Mortgage Broker Forum calls for aggregators to take on more compliance responsibilities

A group of 11 independent broker firms has put forward its recommendations to Treasury on how to improve the sector

Mortgage Broker Forum calls for aggregators to take on more compliance responsibilities

A group of 11 independent broker firms has submitted a report to Treasury detailing seven recommendations it believes could improve the broking sector.

The report was commissioned and funded by some of the industry’s leading brokers in response to the royal commission and Productivity Commission’s inquiries.

One of the Mortgage Broker Forum’s (MBF) recommendations calls for the creation of “Registered Credit and Compliance Holders”, which would codify and expand the role of aggregators to give them more formal compliance responsibilities over their brokers and provide ASIC with greater oversight of the sector through these groups.

“Aggregators should be reconstituted to have a greater role in overseeing mortgage brokers, including annual compliance checks,” the group said, adding that these annual audits should be done to ensure brokers are keeping adequate notes and records of client discussions.

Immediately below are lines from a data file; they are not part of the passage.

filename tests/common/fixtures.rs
//! Shared fixtures for integration tests.
//!
//! Integration tests are compiled as separate crates (one per top-level file in
//! `tests/`). Placing shared helpers under `tests/common/` avoids creating an
//! additional integration test binary while still allowing reuse via:
//!
//! ```rust
//! #[path = "common/fixtures.rs"]
//! mod fixtures;
//! ```

use chrono::{DateTime, TimeZone, Utc};
use snapwarden::test_support::FixedClock;
use snapwarden::{SnapshotRecord, SnapshotStatus, TagNames};

/// Instant every scenario treats as "now".
pub fn now() -> DateTime<Utc> {
    Utc.with_ymd_and_hms(2026, 10, 19, 12, 0, 0)
        .single()
        .expect("valid instant")
}

/// Clock frozen at [`now`].
pub fn clock() -> FixedClock {
    FixedClock(now())
}

/// Completed snapshot opted in to pruning with the given expiration tag.
pub fn managed_snapshot(id: &str, expiration: &str) -> SnapshotRecord {
    let names = TagNames::default();
    SnapshotRecord::new(id, SnapshotStatus::Completed)
        .with_tag(names.delete_after_expiration, "true")
        .with_tag(names.expiration, expiration)
}
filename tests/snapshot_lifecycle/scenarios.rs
//! BDD scenarios for the snapshot lifecycle.

use rstest_bdd_macros::scenario;

use super::test_helpers::{LifecycleContext, lifecycle_context};

#[scenario(
    path = "tests/features/snapshot_lifecycle.feature",
    name = "Snapshot the attached volume of a named instance"
)]
fn scenario_named_instance_is_snapshotted(lifecycle_context: LifecycleContext) {
    let _ = lifecycle_context;
}

#[scenario(
    path = "tests/features/snapshot_lifecycle.feature",
    name = "Skip instances that belong to an auto-scaling group"
)]
fn scenario_autoscaling_member_is_skipped(lifecycle_context: LifecycleContext) {
    let _ = lifecycle_context;
}

#[scenario(
    path = "tests/features/snapshot_lifecycle.feature",
    name = "Delete a snapshot that expired yesterday"
)]
fn scenario_expired_snapshot_is_deleted(lifecycle_context: LifecycleContext) {
    let _ = lifecycle_context;
}

#[scenario(
    path = "tests/features/snapshot_lifecycle.feature",
    name = "Report a snapshot that expired yesterday in dry-run mode"
)]
fn scenario_expired_snapshot_is_reported_in_dry_run(lifecycle_context: LifecycleContext) {
    let _ = lifecycle_context;
}

#[scenario(
    path = "tests/features/snapshot_lifecycle.feature",
    name = "Keep a snapshot that expires tomorrow"
)]
fn scenario_unexpired_snapshot_is_kept(lifecycle_context: LifecycleContext) {
    let _ = lifecycle_context;
}

#[scenario(
    path = "tests/features/snapshot_lifecycle.feature",
    name = "Skip an unparsable expiration and keep pruning"
)]
fn scenario_unparsable_expiration_is_skipped(lifecycle_context: LifecycleContext) {
    let _ = lifecycle_context;
}

#[scenario(
    path = "tests/features/snapshot_lifecycle.feature",
    name = "Dry run issues no mutating calls in either phase"
)]
fn scenario_dry_run_issues_no_mutating_calls(lifecycle_context: LifecycleContext) {
    let _ = lifecycle_context;
}
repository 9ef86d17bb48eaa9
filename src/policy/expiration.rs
//! Retention tags: writing them on new snapshots and judging them on old ones.
//!
//! Provider tags only hold strings, so timestamps are formatted on the way
//! out and parsed on the way in. The written format is
//! `2026-10-22 08:15:00 UTC`; parsing also accepts the other common
//! spellings people put in tags by hand.

use chrono::{DateTime, NaiveDate, NaiveDateTime, Utc};
use thiserror::Error;

use crate::config::TagNames;
use crate::provider::{SnapshotFilter, SnapshotRecord, SnapshotStatus, TagMap};

/// Format used for the completion and expiration tags.
pub const TIMESTAMP_FORMAT: &str = "%Y-%m-%d %H:%M:%S UTC";

/// Values of the delete-after-expiration tag that opt a snapshot into pruning.
pub const TRUTHY_VALUES: [&str; 3] = ["true", "yes", "1"];

/// Value written to the delete-after-expiration tag.
pub const MANAGED_MARKER_VALUE: &str = "true";

const NAIVE_FORMATS: [&str; 3] = [
    "%Y-%m-%d %H:%M:%S",
    "%Y-%m-%dT%H:%M:%S",
    "%a %b %e %H:%M:%S UTC %Y",
];

/// Errors raised when a tag value is not a usable timestamp.
#[derive(Clone, Debug, Error, Eq, PartialEq)]
pub enum TimestampError {
    /// The tag value was blank.
    #[error("timestamp is empty")]
    Empty,
    /// The tag value matched none of the accepted formats.
    #[error("'{value}' is not a recognised date/time")]
    Unrecognised {
        /// Offending tag value.
        value: String,
    },
}

/// Formats an instant for a retention tag.
#[must_use]
pub fn format_timestamp(instant: DateTime<Utc>) -> String {
    instant.format(TIMESTAMP_FORMAT).to_string()
}

/// Parses a retention tag value as an absolute instant.
///
/// Values without a zone are read as UTC; a bare date means midnight UTC.
/// The default output of `date` (`Thu Oct 22 08:15:00 UTC 2026`) is accepted
/// too.
///
/// # Errors
///
/// Returns [`TimestampError`] when the value is blank or unrecognised.
pub fn parse_timestamp(value: &str) -> Result<DateTime<Utc>, TimestampError> {
    let trimmed = value.trim();
    if trimmed.is_empty() {
        return Err(TimestampError::Empty);
    }

    if let Ok(naive) = NaiveDateTime::parse_from_str(trimmed, TIMESTAMP_FORMAT) {
        return Ok(naive.and_utc());
    }
    if let Ok(parsed) = DateTime::parse_from_rfc3339(trimmed) {
        return Ok(parsed.with_timezone(&Utc));
    }
    if let Ok(parsed) = DateTime::parse_from_str(trimmed, "%Y-%m-%d %H:%M:%S %z") {
        return Ok(parsed.with_timezone(&Utc));
    }
    if let Ok(parsed) = DateTime::parse_from_rfc2822(trimmed) {
        return Ok(parsed.with_timezone(&Utc));
    }
    // RFC 2822 spelled with a `UTC` zone name.
    if let Some(local) = trimmed.strip_suffix(" UTC")
        && let Ok(parsed) = DateTime::parse_from_rfc2822(&format!("{local} +0000"))
    {
        return Ok(parsed.with_timezone(&Utc));
    }
    for format in NAIVE_FORMATS {
        if let Ok(naive) = NaiveDateTime::parse_from_str(trimmed, format) {
            return Ok(naive.and_utc());
        }
    }
    if let Some(midnight) = NaiveDate::parse_from_str(trimmed, "%Y-%m-%d")
        .ok()
        .and_then(|date| date.and_hms_opt(0, 0, 0))
    {
        return Ok(midnight.and_utc());
    }

    Err(TimestampError::Unrecognised {
        value: trimmed.to_owned(),
    })
}

/// Returns `true` when a delete-after-expiration value opts in to pruning.
///
/// Matching is exact and case-sensitive.
#[must_use]
pub fn is_truthy(value: &str) -> bool {
    TRUTHY_VALUES.contains(&value)
}

/// Builds the three tags attached to a freshly created snapshot.
#[must_use]
pub fn retention_tags(completed: DateTime<Utc>, expires: DateTime<Utc>, names: &TagNames) -> TagMap {
    TagMap::from([
        (names.completed.clone(), format_timestamp(completed)),
        (names.expiration.clone(), format_timestamp(expires)),
        (
            names.delete_after_expiration.clone(),
            MANAGED_MARKER_VALUE.to_owned(),
        ),
    ])
}

/// Provider-side filters selecting snapshots this tool manages.
#[must_use]
pub fn managed_snapshot_filters(names: &TagNames) -> Vec<SnapshotFilter> {
    vec![
        SnapshotFilter::Status(SnapshotStatus::Completed),
        SnapshotFilter::TagValue {
            key: names.delete_after_expiration.clone(),
            values: TRUTHY_VALUES.iter().map(|value| (*value).to_owned()).collect(),
        },
        SnapshotFilter::TagKey(names.expiration.clone()),
    ]
}

/// What the pruner should do with one snapshot.
#[derive(Clone, Debug, Eq, PartialEq)]
pub enum PruneDecision {
    /// The expiration has passed; delete the snapshot.
    Expired {
        /// Parsed expiration instant.
        expires_at: DateTime<Utc>,
    },
    /// The expiration is still ahead; keep the snapshot.
    Retained {
        /// Parsed expiration instant.
        expires_at: DateTime<Utc>,
    },
    /// The snapshot is not eligible for automated deletion at all.
    Unmanaged,
    /// The expiration tag could not be parsed; keep the snapshot.
    InvalidExpiration(TimestampError),
}

/// Judges a snapshot against the pruning rules at instant `now`.
///
/// A snapshot is only ever [`PruneDecision::Expired`] when it is completed,
/// carries a truthy delete-after-expiration tag, and has an expiration tag
/// that parses to an instant strictly before `now` (compared in whole
/// seconds).
#[must_use]
pub fn evaluate_snapshot(
    snapshot: &SnapshotRecord,
    names: &TagNames,
    now: DateTime<Utc>,
) -> PruneDecision {
    if snapshot.status != SnapshotStatus::Completed {
        return PruneDecision::Unmanaged;
    }
    let opted_in = snapshot
        .tags
        .get(&names.delete_after_expiration)
        .is_some_and(|value| is_truthy(value));
    if !opted_in {
        return PruneDecision::Unmanaged;
    }
    let Some(raw) = snapshot.tags.get(&names.expiration) else {
        return PruneDecision::Unmanaged;
    };

    match parse_timestamp(raw) {
        Ok(expires_at) if expires_at.timestamp() < now.timestamp() => {
            PruneDecision::Expired { expires_at }
        }
        Ok(expires_at) => PruneDecision::Retained { expires_at },
        Err(err) => PruneDecision::InvalidExpiration(err),
    }
}
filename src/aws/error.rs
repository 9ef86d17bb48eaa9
//! Error types for the AWS CLI provider.

use thiserror::Error;

use crate::runner::RunnerError;

/// Errors raised by the AWS CLI provider.
#[derive(Clone, Debug, Error, Eq, PartialEq)]
pub enum AwsError {
    /// Raised when the provider settings are incomplete.
    #[error("missing {field}")]
    InvalidConfig {
        /// Name of the missing or invalid field.
        field: String,
    },
    /// Raised when the profile's credentials cannot be resolved.
    #[error("could not load credentials for profile {profile}: {message}")]
    Credentials {
        /// Profile that was requested.
        profile: String,
        /// Underlying failure.
        message: String,
    },
    /// Raised when `aws` returns a non-zero exit status.
    #[error("{program} {operation} exited with status {status_text}: {stderr}")]
    CommandFailure {
        /// Program that failed (typically `aws`).
        program: String,
        /// CLI operation that failed (for example `create-snapshot`).
        operation: String,
        /// Exit status reported by the OS.
        status: Option<i32>,
        /// Human readable representation of the exit status.
        status_text: String,
        /// Stderr captured from the command.
        stderr: String,
    },
    /// Raised when JSON output from the CLI cannot be parsed.
    #[error("failed to parse {operation} output: {message}")]
    Parse {
        /// CLI operation whose output was being parsed.
        operation: String,
        /// Parser error message.
        message: String,
    },
    /// Raised when a filter or tag payload cannot be encoded.
    #[error("failed to encode {operation} arguments: {message}")]
    Encode {
        /// CLI operation being prepared.
        operation: String,
        /// Serializer error message.
        message: String,
    },
    /// Raised when command execution fails.
    #[error(transparent)]
    Runner(#[from] RunnerError),
}
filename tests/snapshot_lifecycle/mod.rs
mod bdd_steps;
mod scenarios;
mod test_helpers;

“A more formal framework for mortgage brokers provides them with an incentive to ensure they are upholding standards. It will weed out the less compliant brokers.”

Putting clients first
The Mortgage Broker Forum also recommended that the industry employ “best practice guidelines” for brokers earning trail. Under those guidelines, brokers would need to demonstrate that they put their customers’ interests before their own and prove that they have been in regular contact with the customer and have offered annual reviews, among other requirements.

In general, most of the recommendations put forward by the Mortgage Broker Forum, including on commissions, soft dollar benefits and transparency of ownership, mirror the ones previously presented by the Combined Industry Forum.

“The Mortgage Broker Forum intends to work alongside others in the industry to improve governance and customer outcomes, while protecting the vital economic benefit provided by mortgage brokers,” the group said.

While it agreed that the industry needs to find new ways to achieve better outcomes for clients, it said wholesale change to the remuneration structure is not necessary, as concluded by several other reports.

Trailing commissions
On the contentious topic of trail, the broker group said “the benefits of trail commissions have been misunderstood by some regulators, governments and interest groups”.  Abolishing trail, as urged by the Productivity Commission, would have a number of longterm consequences, the MBF said.

Without a significant rise in upfront commissions, many brokers would no longer be able to afford to operate, and the churning of home loans would likely become more prevalent, the group warned.

Trail also recognises that mortgage brokers are now doing more work on behalf of home loan customers after loan settlement, such as assisting them with account set-ups and providing ongoing advice to reflect their changing circumstances.

“If trailing commissions are removed, the majority of mortgage brokers and their customers will be penalised for the behaviour of a handful of poor mortgage brokers. The current system of upfront and trailing commissions has operated well, as demonstrated by growing number of customers who use mortgage brokers,” the MBF said.